**TASK DESCRIPTION:** In the entries that follow, how many lines contain "back"? Please reply with only the number.

**Collected data:**

= Beginning of Section =

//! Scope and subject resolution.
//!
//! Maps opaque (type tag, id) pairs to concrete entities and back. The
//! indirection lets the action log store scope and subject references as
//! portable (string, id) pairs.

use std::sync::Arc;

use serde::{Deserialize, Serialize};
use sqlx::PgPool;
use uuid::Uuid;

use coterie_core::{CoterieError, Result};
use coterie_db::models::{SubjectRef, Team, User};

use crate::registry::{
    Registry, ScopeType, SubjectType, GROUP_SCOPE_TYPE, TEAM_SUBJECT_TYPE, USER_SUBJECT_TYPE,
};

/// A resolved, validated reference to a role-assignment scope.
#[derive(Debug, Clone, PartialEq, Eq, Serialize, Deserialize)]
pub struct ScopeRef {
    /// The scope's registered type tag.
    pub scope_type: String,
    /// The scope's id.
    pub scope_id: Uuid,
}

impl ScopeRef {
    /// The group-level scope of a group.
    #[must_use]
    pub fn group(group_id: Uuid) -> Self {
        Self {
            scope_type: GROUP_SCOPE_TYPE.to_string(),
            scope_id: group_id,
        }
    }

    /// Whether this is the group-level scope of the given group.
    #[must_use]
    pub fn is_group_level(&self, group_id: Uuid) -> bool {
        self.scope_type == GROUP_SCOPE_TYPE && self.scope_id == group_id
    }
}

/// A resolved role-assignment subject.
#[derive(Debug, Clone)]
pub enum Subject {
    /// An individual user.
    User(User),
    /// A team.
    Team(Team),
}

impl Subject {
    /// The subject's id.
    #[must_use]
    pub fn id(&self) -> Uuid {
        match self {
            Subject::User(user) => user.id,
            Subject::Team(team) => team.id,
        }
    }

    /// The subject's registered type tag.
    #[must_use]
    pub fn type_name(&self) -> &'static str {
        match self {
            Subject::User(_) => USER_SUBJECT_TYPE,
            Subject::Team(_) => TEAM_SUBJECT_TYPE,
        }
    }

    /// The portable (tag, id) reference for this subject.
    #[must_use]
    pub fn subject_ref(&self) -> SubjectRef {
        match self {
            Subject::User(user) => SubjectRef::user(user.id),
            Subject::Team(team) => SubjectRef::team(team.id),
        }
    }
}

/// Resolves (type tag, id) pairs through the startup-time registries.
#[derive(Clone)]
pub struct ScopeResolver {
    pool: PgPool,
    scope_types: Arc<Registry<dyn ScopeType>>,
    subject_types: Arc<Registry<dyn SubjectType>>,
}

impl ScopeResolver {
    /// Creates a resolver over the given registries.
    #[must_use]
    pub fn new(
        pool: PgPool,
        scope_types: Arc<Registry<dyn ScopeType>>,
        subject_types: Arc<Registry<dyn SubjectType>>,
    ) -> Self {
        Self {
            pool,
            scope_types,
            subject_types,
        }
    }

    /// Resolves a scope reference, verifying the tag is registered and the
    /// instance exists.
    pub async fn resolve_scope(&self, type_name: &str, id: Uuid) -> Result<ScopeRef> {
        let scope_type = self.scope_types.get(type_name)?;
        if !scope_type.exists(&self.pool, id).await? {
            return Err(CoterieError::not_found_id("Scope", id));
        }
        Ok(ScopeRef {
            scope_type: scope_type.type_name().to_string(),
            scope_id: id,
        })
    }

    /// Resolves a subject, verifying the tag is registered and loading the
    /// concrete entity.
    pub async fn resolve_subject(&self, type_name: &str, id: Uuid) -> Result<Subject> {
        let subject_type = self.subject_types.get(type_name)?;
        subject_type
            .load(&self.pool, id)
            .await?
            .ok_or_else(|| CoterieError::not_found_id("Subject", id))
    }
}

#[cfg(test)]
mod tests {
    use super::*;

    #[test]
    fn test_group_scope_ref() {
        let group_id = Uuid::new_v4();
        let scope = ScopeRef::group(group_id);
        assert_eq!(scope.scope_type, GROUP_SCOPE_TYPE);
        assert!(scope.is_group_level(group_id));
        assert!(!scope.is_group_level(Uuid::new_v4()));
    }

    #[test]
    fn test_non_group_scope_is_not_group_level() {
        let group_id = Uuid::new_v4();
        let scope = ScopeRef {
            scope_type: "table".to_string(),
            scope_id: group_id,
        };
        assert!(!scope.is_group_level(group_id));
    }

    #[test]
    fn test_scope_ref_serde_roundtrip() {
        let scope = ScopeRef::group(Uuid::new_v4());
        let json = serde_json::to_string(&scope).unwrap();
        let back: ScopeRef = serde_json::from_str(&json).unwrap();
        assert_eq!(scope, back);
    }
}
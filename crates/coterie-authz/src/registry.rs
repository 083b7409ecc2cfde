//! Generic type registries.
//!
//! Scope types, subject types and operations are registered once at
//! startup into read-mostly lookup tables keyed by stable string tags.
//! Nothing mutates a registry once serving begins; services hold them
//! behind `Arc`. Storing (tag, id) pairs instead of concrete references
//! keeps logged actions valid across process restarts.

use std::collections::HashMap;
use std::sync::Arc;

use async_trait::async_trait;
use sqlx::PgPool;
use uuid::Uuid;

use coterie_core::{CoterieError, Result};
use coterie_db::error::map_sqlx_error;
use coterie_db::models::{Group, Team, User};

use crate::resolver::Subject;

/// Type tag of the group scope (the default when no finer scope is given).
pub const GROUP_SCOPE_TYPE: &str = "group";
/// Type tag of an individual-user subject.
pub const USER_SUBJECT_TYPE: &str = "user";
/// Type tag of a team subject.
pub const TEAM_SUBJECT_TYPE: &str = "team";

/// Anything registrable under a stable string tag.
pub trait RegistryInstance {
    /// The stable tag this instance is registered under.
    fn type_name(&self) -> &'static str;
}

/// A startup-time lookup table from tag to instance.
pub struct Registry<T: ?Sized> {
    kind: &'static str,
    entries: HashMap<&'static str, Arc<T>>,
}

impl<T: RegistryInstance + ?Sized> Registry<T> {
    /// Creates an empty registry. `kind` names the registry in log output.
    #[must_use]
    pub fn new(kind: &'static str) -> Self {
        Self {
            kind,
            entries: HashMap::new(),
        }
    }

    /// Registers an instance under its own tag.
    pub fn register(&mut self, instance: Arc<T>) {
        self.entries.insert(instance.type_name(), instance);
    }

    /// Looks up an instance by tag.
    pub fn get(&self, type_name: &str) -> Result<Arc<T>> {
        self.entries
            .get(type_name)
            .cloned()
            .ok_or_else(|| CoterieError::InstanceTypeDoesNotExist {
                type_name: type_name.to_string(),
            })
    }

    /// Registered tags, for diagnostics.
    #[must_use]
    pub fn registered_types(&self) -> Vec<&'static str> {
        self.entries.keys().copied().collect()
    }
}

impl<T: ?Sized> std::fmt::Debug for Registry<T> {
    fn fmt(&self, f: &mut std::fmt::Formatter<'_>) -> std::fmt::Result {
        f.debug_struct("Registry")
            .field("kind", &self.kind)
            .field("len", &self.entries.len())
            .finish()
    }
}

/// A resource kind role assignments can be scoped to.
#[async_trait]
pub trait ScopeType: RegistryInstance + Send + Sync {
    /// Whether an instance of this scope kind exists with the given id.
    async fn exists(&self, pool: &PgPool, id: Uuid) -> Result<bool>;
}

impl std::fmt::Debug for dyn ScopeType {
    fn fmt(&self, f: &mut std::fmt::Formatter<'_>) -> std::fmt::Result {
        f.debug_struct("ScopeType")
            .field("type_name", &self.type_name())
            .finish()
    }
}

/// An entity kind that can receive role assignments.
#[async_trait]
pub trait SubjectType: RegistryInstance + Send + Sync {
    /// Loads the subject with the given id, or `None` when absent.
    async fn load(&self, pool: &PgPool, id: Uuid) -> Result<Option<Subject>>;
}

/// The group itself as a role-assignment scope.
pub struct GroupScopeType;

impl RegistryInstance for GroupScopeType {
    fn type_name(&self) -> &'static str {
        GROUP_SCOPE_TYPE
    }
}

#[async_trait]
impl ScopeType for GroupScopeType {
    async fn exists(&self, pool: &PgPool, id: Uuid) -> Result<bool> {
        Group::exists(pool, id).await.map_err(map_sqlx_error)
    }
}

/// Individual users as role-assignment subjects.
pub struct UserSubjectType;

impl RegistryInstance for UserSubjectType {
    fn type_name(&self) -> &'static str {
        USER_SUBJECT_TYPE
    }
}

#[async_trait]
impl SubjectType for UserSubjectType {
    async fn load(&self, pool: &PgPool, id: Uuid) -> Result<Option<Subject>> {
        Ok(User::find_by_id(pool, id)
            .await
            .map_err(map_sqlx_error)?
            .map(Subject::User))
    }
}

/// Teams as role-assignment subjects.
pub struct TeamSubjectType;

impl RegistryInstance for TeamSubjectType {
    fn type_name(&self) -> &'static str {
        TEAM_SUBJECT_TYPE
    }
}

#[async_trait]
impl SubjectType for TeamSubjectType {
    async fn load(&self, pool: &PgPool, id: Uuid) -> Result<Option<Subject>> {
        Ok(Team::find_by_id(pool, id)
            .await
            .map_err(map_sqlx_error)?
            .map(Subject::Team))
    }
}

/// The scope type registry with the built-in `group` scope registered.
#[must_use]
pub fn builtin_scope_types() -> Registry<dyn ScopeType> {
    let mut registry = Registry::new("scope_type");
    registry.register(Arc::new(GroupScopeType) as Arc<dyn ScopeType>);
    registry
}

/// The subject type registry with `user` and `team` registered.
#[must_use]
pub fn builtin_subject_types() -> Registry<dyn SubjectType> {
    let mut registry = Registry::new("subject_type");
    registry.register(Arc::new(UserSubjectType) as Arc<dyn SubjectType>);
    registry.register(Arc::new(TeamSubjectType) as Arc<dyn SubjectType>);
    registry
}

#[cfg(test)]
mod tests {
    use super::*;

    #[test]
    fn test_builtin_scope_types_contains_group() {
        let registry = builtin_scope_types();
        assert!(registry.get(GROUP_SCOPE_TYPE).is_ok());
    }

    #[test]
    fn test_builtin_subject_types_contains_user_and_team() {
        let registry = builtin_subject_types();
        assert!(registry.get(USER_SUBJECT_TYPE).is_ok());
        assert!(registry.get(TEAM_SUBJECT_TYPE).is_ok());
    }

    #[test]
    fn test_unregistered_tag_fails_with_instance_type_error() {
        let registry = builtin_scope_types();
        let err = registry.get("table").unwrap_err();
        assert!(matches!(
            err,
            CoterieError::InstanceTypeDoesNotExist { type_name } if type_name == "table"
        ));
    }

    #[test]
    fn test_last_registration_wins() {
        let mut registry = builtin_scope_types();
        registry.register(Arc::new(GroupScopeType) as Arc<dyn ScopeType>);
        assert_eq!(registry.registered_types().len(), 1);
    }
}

= End of Section =

**YOUR SOLUTION:** 3